# [Exercise]
Would you count how many lines of the entries below include the word "reasons"? Give nothing but the number.

-*-*-

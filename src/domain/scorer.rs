//! Composite scoring of one instrument's strategy results.

use crate::domain::indicator::EnrichedBar;
use crate::domain::strategy::{StrategyKind, StrategyResult, SuggestedLevels};
use std::fmt;

#[derive(Debug, Clone, PartialEq)]
pub struct ScorerConfig {
    /// Added when exactly two strategies trigger.
    pub two_signal_bonus: u32,
    /// Added when three or more strategies trigger.
    pub multi_signal_bonus: u32,
    pub max_score: u32,
    /// Scan results below this overall score are dropped.
    pub min_score: u32,
}

impl Default for ScorerConfig {
    fn default() -> Self {
        ScorerConfig {
            two_signal_bonus: 10,
            multi_signal_bonus: 15,
            max_score: 100,
            min_score: 0,
        }
    }
}

#[derive(Debug, Clone, Copy, PartialEq, Eq, PartialOrd, Ord)]
#[cfg_attr(feature = "serde", derive(serde::Serialize))]
pub enum SignalStrength {
    None,
    Watch,
    Notable,
    Strong,
}

impl SignalStrength {
    pub fn from_score(score: u32) -> Self {
        match score {
            80.. => SignalStrength::Strong,
            60..=79 => SignalStrength::Notable,
            40..=59 => SignalStrength::Watch,
            _ => SignalStrength::None,
        }
    }
}

impl fmt::Display for SignalStrength {
    fn fmt(&self, f: &mut fmt::Formatter<'_>) -> fmt::Result {
        let label = match self {
            SignalStrength::Strong => "strong signal",
            SignalStrength::Notable => "notable signal",
            SignalStrength::Watch => "watch",
            SignalStrength::None => "no signal",
        };
        f.write_str(label)
    }
}

/// Conditions on the latest bar that make any setup riskier.
#[derive(Debug, Clone, Copy, PartialEq, Eq)]
#[cfg_attr(feature = "serde", derive(serde::Serialize))]
pub enum RiskFlag {
    VeryHighVolatility,
    HighVolatility,
    BelowSma200,
    ExtendedAboveSma200,
    Overbought,
    DeeplyOversold,
    ThinVolume,
}

impl fmt::Display for RiskFlag {
    fn fmt(&self, f: &mut fmt::Formatter<'_>) -> fmt::Result {
        let label = match self {
            RiskFlag::VeryHighVolatility => "very high volatility",
            RiskFlag::HighVolatility => "high volatility",
            RiskFlag::BelowSma200 => "close below SMA200 (downtrend)",
            RiskFlag::ExtendedAboveSma200 => "close far above SMA200 (extended)",
            RiskFlag::Overbought => "RSI overbought",
            RiskFlag::DeeplyOversold => "RSI deeply oversold",
            RiskFlag::ThinVolume => "very thin volume",
        };
        f.write_str(label)
    }
}

/// Risk flags for `latest`. Undefined indicators raise no flag.
pub fn risk_flags(latest: &EnrichedBar) -> Vec<RiskFlag> {
    let ind = &latest.indicators;
    let mut flags = Vec::new();

    match ind.atr_pct {
        Some(p) if p > 5.0 => flags.push(RiskFlag::VeryHighVolatility),
        Some(p) if p > 3.0 => flags.push(RiskFlag::HighVolatility),
        _ => {}
    }

    match latest.distance_pct(ind.sma200) {
        Some(d) if d < 0.0 => flags.push(RiskFlag::BelowSma200),
        Some(d) if d > 20.0 => flags.push(RiskFlag::ExtendedAboveSma200),
        _ => {}
    }

    match ind.rsi14 {
        Some(r) if r > 80.0 => flags.push(RiskFlag::Overbought),
        Some(r) if r < 20.0 => flags.push(RiskFlag::DeeplyOversold),
        _ => {}
    }

    if matches!(latest.volume_ratio(), Some(v) if v < 0.5) {
        flags.push(RiskFlag::ThinVolume);
    }

    flags
}

#[derive(Debug, Clone, PartialEq)]
#[cfg_attr(feature = "serde", derive(serde::Serialize))]
pub struct CompositeResult {
    pub instrument_id: String,
    pub overall_score: u32,
    pub dominant_strategy: Option<StrategyKind>,
    pub triggered_count: usize,
    pub has_signal: bool,
    /// Levels of the dominant strategy, present only when it triggered.
    pub levels: Option<SuggestedLevels>,
    pub risk_flags: Vec<RiskFlag>,
    pub reasons: Vec<String>,
    pub results: Vec<StrategyResult>,
}

impl CompositeResult {
    pub fn strength(&self) -> SignalStrength {
        SignalStrength::from_score(self.overall_score)
    }

    pub fn result_for(&self, kind: StrategyKind) -> Option<&StrategyResult> {
        self.results.iter().find(|r| r.strategy == kind)
    }
}

/// Aggregate per-strategy results into one composite.
///
/// overall = max score, plus a confluence bonus when several strategies
/// trigger, capped at `max_score`. The dominant strategy is the highest
/// score, ties broken by [`StrategyKind::priority`].
pub fn score(
    instrument_id: &str,
    results: Vec<StrategyResult>,
    config: &ScorerConfig,
) -> CompositeResult {
    let triggered_count = results.iter().filter(|r| r.triggered).count();

    let dominant = results
        .iter()
        .filter(|r| r.score > 0)
        .min_by_key(|r| (std::cmp::Reverse(r.score), r.strategy.priority()));

    let max_score = dominant.map(|r| r.score).unwrap_or(0);
    let bonus = match triggered_count {
        0 | 1 => 0,
        2 => config.two_signal_bonus,
        _ => config.multi_signal_bonus,
    };
    let overall_score = (max_score + bonus).min(config.max_score);

    let mut reasons = Vec::new();
    if bonus > 0 {
        reasons.push(format!("confluence: {} strategies triggered", triggered_count));
    }
    if let Some(d) = dominant {
        reasons.extend(d.reasons.iter().cloned());
    }

    let dominant_strategy = dominant.map(|r| r.strategy);
    let levels = dominant.filter(|r| r.triggered).and_then(|r| r.levels);

    tracing::debug!(
        instrument = instrument_id,
        overall_score,
        triggered_count,
        dominant = dominant_strategy.map(StrategyKind::name),
        "composite scored"
    );

    CompositeResult {
        instrument_id: instrument_id.to_string(),
        overall_score,
        dominant_strategy,
        triggered_count,
        has_signal: triggered_count > 0,
        levels,
        risk_flags: Vec::new(),
        reasons,
        results,
    }
}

-*-*-

# [Written reply]
5